On Mars, things are a little different; we don't necessarily know what the difference is between the different layers. It could be a contrast between regolith and rock, or it could be something else entirely. In the two craters that I showed you, there is smoking-gun evidence that ice is involved here. You can tell there is ice quite close to the surface in the two craters I showed you because of the polygonal patterns in the ground. Here's a detail view at full resolution. The ground outside the crater is polygonally patterned, and so is the first terrace, but the polygons peter out as the crater drops into the second terrace. After that, it's difficult to see what's going on because there are sand ripples filling the innermost crater.

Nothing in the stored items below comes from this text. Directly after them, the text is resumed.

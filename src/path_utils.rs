//! Path utilities for library file paths that arrive as plain strings.
//!
//! Paths handed to the parser may come from any platform, so these helpers
//! never touch the filesystem and treat both `/` and `\` as separators. All
//! functions work on normalized paths (forward slashes only).

use log::trace;

/// Path separator used after normalization.
const SEPARATOR: char = '/';

/// Folder names (or name prefixes) created by NAS snapshots, recycle bins and
/// macOS metadata, which never hold real library content.
const BLACKLISTED_FOLDERS: &[&str] = &["__MACOSX", ".qpkg", ".yacreaderlibrary", ".caltrash"];
const BLACKLISTED_PREFIXES: &[&str] = &["@Recently-Snapshot", "@recycle", "#recycle", "._"];

/// Normalizes the separators in a path to `/` and collapses doubled slashes.
///
/// # Arguments
///
/// * `path` - The path to normalize
///
/// # Returns
///
/// * `String` - The path with forward slashes only
pub fn normalize_path(path: &str) -> String {
    let replaced = path.replace('\\', "/");
    let mut normalized = String::with_capacity(replaced.len());
    for c in replaced.chars() {
        if c == SEPARATOR && normalized.ends_with(SEPARATOR) {
            continue;
        }
        normalized.push(c);
    }
    normalized
}

/// Gets the last segment of a path, including its extension.
///
/// # Arguments
///
/// * `path` - The path to extract the file name from
///
/// # Returns
///
/// * `String` - The file name, empty if the path ends with a separator
pub fn file_name(path: &str) -> String {
    let normalized = normalize_path(path);
    match normalized.rfind(SEPARATOR) {
        Some(index) => normalized[index + 1..].to_string(),
        None => normalized,
    }
}

/// Gets the file name without its last extension.
///
/// A leading dot is part of the name, so `.hidden` keeps its full name.
pub fn file_stem(path: &str) -> String {
    let name = file_name(path);
    match name.rfind('.') {
        Some(index) if index > 0 => name[..index].to_string(),
        _ => name,
    }
}

/// Gets the lowercased extension of a path including the dot, e.g. `".cbz"`.
/// Returns an empty string when the file name has no extension.
pub fn extension(path: &str) -> String {
    let name = file_name(path);
    match name.rfind('.') {
        Some(index) if index > 0 => name[index..].to_lowercase(),
        _ => String::new(),
    }
}

/// Lists the folders between `root_path` and the file at `file_path`,
/// starting with the file's own folder and ending with the top-most folder
/// right below the root.
///
/// # Arguments
///
/// * `root_path` - The library root
/// * `file_path` - A file somewhere below the root
///
/// # Returns
///
/// * `Vec<String>` - Folder names, closest first. Empty when the file sits
///   directly in the root or is not below it.
pub fn folders_till_root(root_path: &str, file_path: &str) -> Vec<String> {
    let root = normalize_path(root_path);
    let root = root.trim_end_matches(SEPARATOR);
    let path = normalize_path(file_path);

    let Some(relative) = path.strip_prefix(root) else {
        trace!("'{}' is not below root '{}'", file_path, root_path);
        return Vec::new();
    };
    if !root.is_empty() && !relative.starts_with(SEPARATOR) {
        trace!("'{}' is not below root '{}'", file_path, root_path);
        return Vec::new();
    }

    let mut segments: Vec<&str> = relative
        .split(SEPARATOR)
        .filter(|segment| !segment.is_empty())
        .collect();
    // Drop the file itself
    segments.pop();
    segments.into_iter().rev().map(str::to_string).collect()
}

/// Checks whether a path lives in (or is) a folder that never holds real
/// library content, such as `__MACOSX` or a NAS recycle bin, or points at a
/// macOS `._` metadata file.
pub fn has_blacklisted_folder_in_path(path: &str) -> bool {
    let normalized = normalize_path(path);
    BLACKLISTED_FOLDERS
        .iter()
        .any(|folder| normalized.contains(folder))
        || BLACKLISTED_PREFIXES
            .iter()
            .any(|prefix| normalized.starts_with(prefix))
        || file_name(&normalized).starts_with("._")
}
#[test]
fn test_parse_full_filename() {
    let parsed = parse("Dance in the Vampire Bund v16-17 (Digital) (NiceDragon)");
    assert_eq!(parsed.volume_range, Some(NumberRange::closed("16", "17")));
    assert_eq!(parsed.chapter_range, None);
    assert!(!parsed.is_special);

    let parsed = parse("Ani-Hina Art Collection.cbz");
    assert!(parsed.is_special);

    let parsed = parse("Beastars SP01");
    assert!(parsed.is_special);
    assert_eq!(parsed.volume_range, None);

    let parsed =
        parse("Corpse Party -The Anthology- Sachikos game of love Hysteric Birthday 2U Extra Chapter");
    assert!(parsed.is_special);
    assert_eq!(
        parsed.series_name,
        "Corpse Party -The Anthology- Sachikos game of love Hysteric Birthday 2U"
    );
    assert_eq!(
        parse_series("Corpse Party -The Anthology- Sachikos game of love Hysteric Birthday 2U Chapter 01"),
        "Corpse Party -The Anthology- Sachikos game of love Hysteric Birthday 2U"
    );
}

#[test]
fn test_parse_is_deterministic() {
    let names = [
        "Accel World Chapter 001 Volume 002",
        "Beelzebub_150-153b_RHS.zip",
        "Kebab Том 1 Глава 3",
        "Corpse Party -The Anthology- Sachikos game of love Hysteric Birthday 2U Extra Chapter",
    ];
    let parser = FilenameParser::new();
    for name in names {
        let first = parser.parse(name);
        for _ in 0..SHUFFLE_ROUNDS {
            assert_eq!(parser.parse(name), first, "'{}' parsed differently", name);
        }
        assert_eq!(parse(name), first);
    }

    let batch: Vec<&str> = names.iter().cycle().take(names.len() * 8).copied().collect();
    let parsed = parser.parse_many(&batch);
    for (name, result) in batch.iter().zip(&parsed) {
        assert_eq!(*result, parser.parse(name), "batch result for '{}'", name);
    }
}

#[test]
fn test_parse_many_preserves_order() {
    let names = vec![
        "Beelzebub_153b_RHS.zip".to_string(),
        "Gantz.V26.cbz".to_string(),
        random_name(12),
        "Noblesse - Episode 406 (52 Pages).7z".to_string(),
    ];
    let parsed = FilenameParser::new().parse_many(&names);
    assert_eq!(parsed.len(), names.len());
    assert_eq!(parsed[0].chapter_range, Some(NumberRange::single("153.5")));
    assert_eq!(parsed[1].volume_range, Some(NumberRange::single("26")));
    assert_eq!(parsed[3].chapter_range, Some(NumberRange::single("406")));
}

struct PathCase {
    path: &'static str,
    series: &'static str,
    volumes: &'static str,
    chapters: &'static str,
    edition: &'static str,
    is_special: bool,
}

This kind of polygonally patterned ground often forms in permafrost environments on Earth, where thermal contraction breaks the surface into polygonal shapes and then ice wedges form in between them. Thanks to Phoenix, we know that at least some of these polygonal terrains on Mars actually contain quite pure ice in the polygons themselves, quite close to the surface. Here's Phoenix's view of its landing site, in the middle of polygonally patterned ground:
And here's what it looked like where Phoenix' descent engines blasted away a few centimeters worth of dry soil:
These terraced craters are cool because they provide a way to check how thick the pure-ice layer is. The terraces form where material properties change, so they probably show you the thickness of the ice layer, right? Well, maybe.
The reason so many images of these craters are showing up is because scientists are using these pictures to ask these questions and figure out the answers right now. Specifically, Ali Bramson is working on this project as part of her graduate work with Shane Byrne. (Check it out, kids, you can do some pretty neat research in space before you even have a Master's degree, never mind a Ph.D.) You can see the progress they're making by reading two Lunar and Planetary Science Conference abstracts, one from last year and one that Ali will be presenting in a couple of weeks. So far, they've managed to show with the help of Mars Reconnaissance Orbiter SHARAD data that the upper layer is most likely fairly pure ice. However, they've also shown that in many cases there are terraces in craters within the ice-rich layer -- there's some change in material properties in the icy layer as you go down, "perhaps a change in porosity or dirtiness of the ice."
So yes, there's ice below the surface where we see terraced craters; but it's ice that varies in its strength for some reason as you go down. How? Why? We don't know. Which is a good example of how, in planetary science, a single study can both confirm a hypothesis and raise new questions!